Dataset excerpts >>
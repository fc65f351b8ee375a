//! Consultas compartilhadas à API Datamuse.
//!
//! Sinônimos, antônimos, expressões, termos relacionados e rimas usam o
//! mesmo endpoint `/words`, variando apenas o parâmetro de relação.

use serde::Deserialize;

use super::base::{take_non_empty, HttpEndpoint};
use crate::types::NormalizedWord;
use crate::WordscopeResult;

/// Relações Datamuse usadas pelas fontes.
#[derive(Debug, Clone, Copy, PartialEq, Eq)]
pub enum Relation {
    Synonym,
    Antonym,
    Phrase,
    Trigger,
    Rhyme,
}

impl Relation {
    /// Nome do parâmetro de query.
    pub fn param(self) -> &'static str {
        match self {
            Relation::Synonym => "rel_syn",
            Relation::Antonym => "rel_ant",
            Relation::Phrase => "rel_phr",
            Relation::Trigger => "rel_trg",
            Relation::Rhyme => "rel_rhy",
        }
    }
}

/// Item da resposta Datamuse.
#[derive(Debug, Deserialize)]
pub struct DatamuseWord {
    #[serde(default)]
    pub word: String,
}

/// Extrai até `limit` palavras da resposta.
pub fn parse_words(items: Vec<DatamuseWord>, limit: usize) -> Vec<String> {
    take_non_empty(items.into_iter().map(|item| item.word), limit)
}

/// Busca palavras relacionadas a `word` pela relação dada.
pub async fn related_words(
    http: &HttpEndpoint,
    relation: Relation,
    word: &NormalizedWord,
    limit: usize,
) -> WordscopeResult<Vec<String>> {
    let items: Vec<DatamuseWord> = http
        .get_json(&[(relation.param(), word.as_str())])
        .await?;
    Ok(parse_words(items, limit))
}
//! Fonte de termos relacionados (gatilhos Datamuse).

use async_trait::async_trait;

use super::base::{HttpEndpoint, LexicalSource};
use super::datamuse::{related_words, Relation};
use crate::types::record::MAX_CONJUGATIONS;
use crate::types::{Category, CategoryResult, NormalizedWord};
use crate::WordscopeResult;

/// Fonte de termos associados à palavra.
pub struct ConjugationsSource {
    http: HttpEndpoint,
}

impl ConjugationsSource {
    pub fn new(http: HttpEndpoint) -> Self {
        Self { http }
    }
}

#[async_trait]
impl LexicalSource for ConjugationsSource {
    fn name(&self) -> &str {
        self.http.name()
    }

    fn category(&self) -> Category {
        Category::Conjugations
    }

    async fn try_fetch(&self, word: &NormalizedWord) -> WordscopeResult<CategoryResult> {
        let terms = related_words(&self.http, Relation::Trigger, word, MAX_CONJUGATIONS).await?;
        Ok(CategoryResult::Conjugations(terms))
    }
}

...

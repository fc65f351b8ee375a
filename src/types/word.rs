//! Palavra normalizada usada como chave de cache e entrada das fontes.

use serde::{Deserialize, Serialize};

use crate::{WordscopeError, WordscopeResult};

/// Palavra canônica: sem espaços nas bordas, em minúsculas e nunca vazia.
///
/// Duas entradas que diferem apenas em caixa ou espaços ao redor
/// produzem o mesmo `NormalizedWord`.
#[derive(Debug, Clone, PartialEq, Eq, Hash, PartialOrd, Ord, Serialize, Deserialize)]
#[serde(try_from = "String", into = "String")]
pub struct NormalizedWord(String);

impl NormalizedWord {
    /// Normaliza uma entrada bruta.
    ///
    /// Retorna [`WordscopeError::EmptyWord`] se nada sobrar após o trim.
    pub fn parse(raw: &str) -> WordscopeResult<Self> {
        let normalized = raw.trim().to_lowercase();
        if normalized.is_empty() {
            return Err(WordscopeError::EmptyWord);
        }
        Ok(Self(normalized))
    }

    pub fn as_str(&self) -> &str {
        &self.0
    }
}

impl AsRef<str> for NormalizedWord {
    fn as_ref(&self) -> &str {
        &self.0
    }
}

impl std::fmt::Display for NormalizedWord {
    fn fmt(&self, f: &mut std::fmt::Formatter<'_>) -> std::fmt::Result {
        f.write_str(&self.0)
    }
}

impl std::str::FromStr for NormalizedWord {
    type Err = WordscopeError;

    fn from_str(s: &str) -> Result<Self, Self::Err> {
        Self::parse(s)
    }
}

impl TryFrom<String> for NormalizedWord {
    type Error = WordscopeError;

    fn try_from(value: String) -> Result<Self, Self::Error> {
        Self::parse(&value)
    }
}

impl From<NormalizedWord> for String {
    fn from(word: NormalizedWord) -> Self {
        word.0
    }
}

The task >>
Every line in the data that holds "CategoryResult" should be copied out.

Response to this exercise >>
use crate::types::{Category, CategoryResult, NormalizedWord};
    async fn try_fetch(&self, word: &NormalizedWord) -> WordscopeResult<CategoryResult> {
        Ok(CategoryResult::Conjugations(terms))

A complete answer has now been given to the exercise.